» Assignment
Output the following data exactly.

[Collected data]
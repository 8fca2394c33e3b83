//! Validated, typed view of the `GENERAL`/`SCALERS` config sections.

use crate::raw::{RawGeneral, RawScalers};

#[derive(Debug, Clone)]
pub struct GeneralConfig {
    pub schedule_interval_seconds: u64,
    pub cooldown_seconds_after_scale_up: u64,
    pub cooldown_seconds_after_scale_down: u64,
    pub cf_api_url: String,
    pub cf_org: String,
    pub cf_space: String,
    pub statsd_enabled: bool,
}

impl From<RawGeneral> for GeneralConfig {
    fn from(raw: RawGeneral) -> Self {
        Self {
            schedule_interval_seconds: raw.schedule_interval_seconds,
            cooldown_seconds_after_scale_up: raw.cooldown_seconds_after_scale_up,
            cooldown_seconds_after_scale_down: raw.cooldown_seconds_after_scale_down,
            cf_api_url: raw.cf_api_url,
            cf_org: raw.cf_org,
            cf_space: raw.cf_space,
            statsd_enabled: raw.statsd_enabled,
        }
    }
}

#[derive(Debug, Clone)]
pub struct ScalersConfig {
    pub default_cpu_percentage_threshold: f64,
    pub default_schedule_scale_factor: f64,
    pub sqs_queue_prefix: String,
    pub schedule_scaler_enabled: bool,
}

impl From<RawScalers> for ScalersConfig {
    fn from(raw: RawScalers) -> Self {
        Self {
            default_cpu_percentage_threshold: raw.default_cpu_percentage_threshold,
            default_schedule_scale_factor: raw.default_schedule_scale_factor,
            sqs_queue_prefix: raw.sqs_queue_prefix,
            schedule_scaler_enabled: raw.schedule_scaler_enabled,
        }
    }
}
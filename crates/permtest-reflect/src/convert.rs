//! Value conversion traits
//!
//! `FromValue` / `ToValue` map between [`Value`] and Rust types. Conversions
//! are exact: an `Int` does not convert to `i64`.

use crate::error::Raised;
use crate::types::ObjectRef;
use crate::value::Value;

/// Conversion failure
#[derive(Debug, Clone, PartialEq, Eq, thiserror::Error)]
#[error("type mismatch: expected {expected}, got {got}")]
pub struct TypeMismatch {
    /// Requested type
    pub expected: String,
    /// Actual runtime type
    pub got: String,
}

impl TypeMismatch {
    fn new(expected: &str, value: &Value) -> Self {
        Self {
            expected: expected.to_string(),
            got: value.type_name(),
        }
    }
}

/// Convert from a [`Value`] to a Rust type.
pub trait FromValue: Sized {
    /// Convert, returning an error if the type doesn't match
    fn from_value(value: Value) -> Result<Self, TypeMismatch>;
}

/// Convert from a Rust type to a [`Value`].
pub trait ToValue {
    /// Convert to a Value
    fn to_value(self) -> Value;
}

macro_rules! impl_primitive {
    ($ty:ty, $variant:ident, $name:literal) => {
        impl FromValue for $ty {
            fn from_value(value: Value) -> Result<Self, TypeMismatch> {
                match value {
                    Value::$variant(v) => Ok(v),
                    other => Err(TypeMismatch::new($name, &other)),
                }
            }
        }

        impl ToValue for $ty {
            fn to_value(self) -> Value {
                Value::$variant(self)
            }
        }
    };
}

impl_primitive!(bool, Bool, "bool");
impl_primitive!(i32, Int, "int");
impl_primitive!(i64, Long, "long");
impl_primitive!(f64, Double, "double");
impl_primitive!(String, Str, "string");
impl_primitive!(ObjectRef, Object, "object");

impl FromValue for Value {
    fn from_value(value: Value) -> Result<Self, TypeMismatch> {
        Ok(value)
    }
}

impl ToValue for Value {
    fn to_value(self) -> Value {
        self
    }
}

// Null maps to None
impl<T: FromValue> FromValue for Option<T> {
    fn from_value(value: Value) -> Result<Self, TypeMismatch> {
        match value {
            Value::Null => Ok(None),
            other => T::from_value(other).map(Some),
        }
    }
}

impl<T: ToValue> ToValue for Option<T> {
    fn to_value(self) -> Value {
        self.map_or(Value::Null, ToValue::to_value)
    }
}

// Unit type (for void methods)
impl FromValue for () {
    fn from_value(value: Value) -> Result<Self, TypeMismatch> {
        match value {
            Value::Null => Ok(()),
            other => Err(TypeMismatch::new("void", &other)),
        }
    }
}

impl ToValue for () {
    fn to_value(self) -> Value {
        Value::Null
    }
}

impl ToValue for &str {
    fn to_value(self) -> Value {
        Value::Str(self.to_string())
    }
}

/// Read argument `index` as `T` inside a method implementation.
///
/// A missing or mistyped argument is raised as an `IllegalArgumentException`.
pub fn arg<T: FromValue>(args: &[Value], index: usize) -> Result<T, Raised> {
    let value = args.get(index).cloned().ok_or_else(|| {
        Raised::exception(
            "IllegalArgumentException",
            format!("missing argument {}", index),
        )
    })?;
    T::from_value(value).map_err(|e| {
        Raised::exception("IllegalArgumentException", format!("argument {}: {}", index, e))
    })
}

» Answer box
repository 8fca2394c33e3b83
//! Validated, typed view of the `GENERAL`/`SCALERS` config sections.

use crate::raw::{RawGeneral, RawScalers};

#[derive(Debug, Clone)]
pub struct GeneralConfig {
    pub schedule_interval_seconds: u64,
    pub cooldown_seconds_after_scale_up: u64,
    pub cooldown_seconds_after_scale_down: u64,
    pub cf_api_url: String,
    pub cf_org: String,
    pub cf_space: String,
    pub statsd_enabled: bool,
}

impl From<RawGeneral> for GeneralConfig {
    fn from(raw: RawGeneral) -> Self {
        Self {
            schedule_interval_seconds: raw.schedule_interval_seconds,
            cooldown_seconds_after_scale_up: raw.cooldown_seconds_after_scale_up,
            cooldown_seconds_after_scale_down: raw.cooldown_seconds_after_scale_down,
            cf_api_url: raw.cf_api_url,
            cf_org: raw.cf_org,
            cf_space: raw.cf_space,
            statsd_enabled: raw.statsd_enabled,
        }
    }
}

#[derive(Debug, Clone)]
pub struct ScalersConfig {
    pub default_cpu_percentage_threshold: f64,
    pub default_schedule_scale_factor: f64,
    pub sqs_queue_prefix: String,
    pub schedule_scaler_enabled: bool,
}

impl From<RawScalers> for ScalersConfig {
    fn from(raw: RawScalers) -> Self {
        Self {
            default_cpu_percentage_threshold: raw.default_cpu_percentage_threshold,
            default_schedule_scale_factor: raw.default_schedule_scale_factor,
            sqs_queue_prefix: raw.sqs_queue_prefix,
            schedule_scaler_enabled: raw.schedule_scaler_enabled,
        }
    }
}
filename crates/permtest-reflect/src/convert.rs
//! Value conversion traits
//!
//! `FromValue` / `ToValue` map between [`Value`] and Rust types. Conversions
//! are exact: an `Int` does not convert to `i64`.

use crate::error::Raised;
use crate::types::ObjectRef;
use crate::value::Value;

/// Conversion failure
#[derive(Debug, Clone, PartialEq, Eq, thiserror::Error)]
#[error("type mismatch: expected {expected}, got {got}")]
pub struct TypeMismatch {
    /// Requested type
    pub expected: String,
    /// Actual runtime type
    pub got: String,
}

impl TypeMismatch {
    fn new(expected: &str, value: &Value) -> Self {
        Self {
            expected: expected.to_string(),
            got: value.type_name(),
        }
    }
}

/// Convert from a [`Value`] to a Rust type.
pub trait FromValue: Sized {
    /// Convert, returning an error if the type doesn't match
    fn from_value(value: Value) -> Result<Self, TypeMismatch>;
}

/// Convert from a Rust type to a [`Value`].
pub trait ToValue {
    /// Convert to a Value
    fn to_value(self) -> Value;
}

macro_rules! impl_primitive {
    ($ty:ty, $variant:ident, $name:literal) => {
        impl FromValue for $ty {
            fn from_value(value: Value) -> Result<Self, TypeMismatch> {
                match value {
                    Value::$variant(v) => Ok(v),
                    other => Err(TypeMismatch::new($name, &other)),
                }
            }
        }

        impl ToValue for $ty {
            fn to_value(self) -> Value {
                Value::$variant(self)
            }
        }
    };
}

impl_primitive!(bool, Bool, "bool");
impl_primitive!(i32, Int, "int");
impl_primitive!(i64, Long, "long");
impl_primitive!(f64, Double, "double");
impl_primitive!(String, Str, "string");
impl_primitive!(ObjectRef, Object, "object");

impl FromValue for Value {
    fn from_value(value: Value) -> Result<Self, TypeMismatch> {
        Ok(value)
    }
}

impl ToValue for Value {
    fn to_value(self) -> Value {
        self
    }
}

// Null maps to None
impl<T: FromValue> FromValue for Option<T> {
    fn from_value(value: Value) -> Result<Self, TypeMismatch> {
        match value {
            Value::Null => Ok(None),
            other => T::from_value(other).map(Some),
        }
    }
}

impl<T: ToValue> ToValue for Option<T> {
    fn to_value(self) -> Value {
        self.map_or(Value::Null, ToValue::to_value)
    }
}

// Unit type (for void methods)
impl FromValue for () {
    fn from_value(value: Value) -> Result<Self, TypeMismatch> {
        match value {
            Value::Null => Ok(()),
            other => Err(TypeMismatch::new("void", &other)),
        }
    }
}

impl ToValue for () {
    fn to_value(self) -> Value {
        Value::Null
    }
}

impl ToValue for &str {
    fn to_value(self) -> Value {
        Value::Str(self.to_string())
    }
}

/// Read argument `index` as `T` inside a method implementation.
///
/// A missing or mistyped argument is raised as an `IllegalArgumentException`.
pub fn arg<T: FromValue>(args: &[Value], index: usize) -> Result<T, Raised> {
    let value = args.get(index).cloned().ok_or_else(|| {
        Raised::exception(
            "IllegalArgumentException",
            format!("missing argument {}", index),
        )
    })?;
    T::from_value(value).map_err(|e| {
        Raised::exception("IllegalArgumentException", format!("argument {}: {}", index, e))
    })
}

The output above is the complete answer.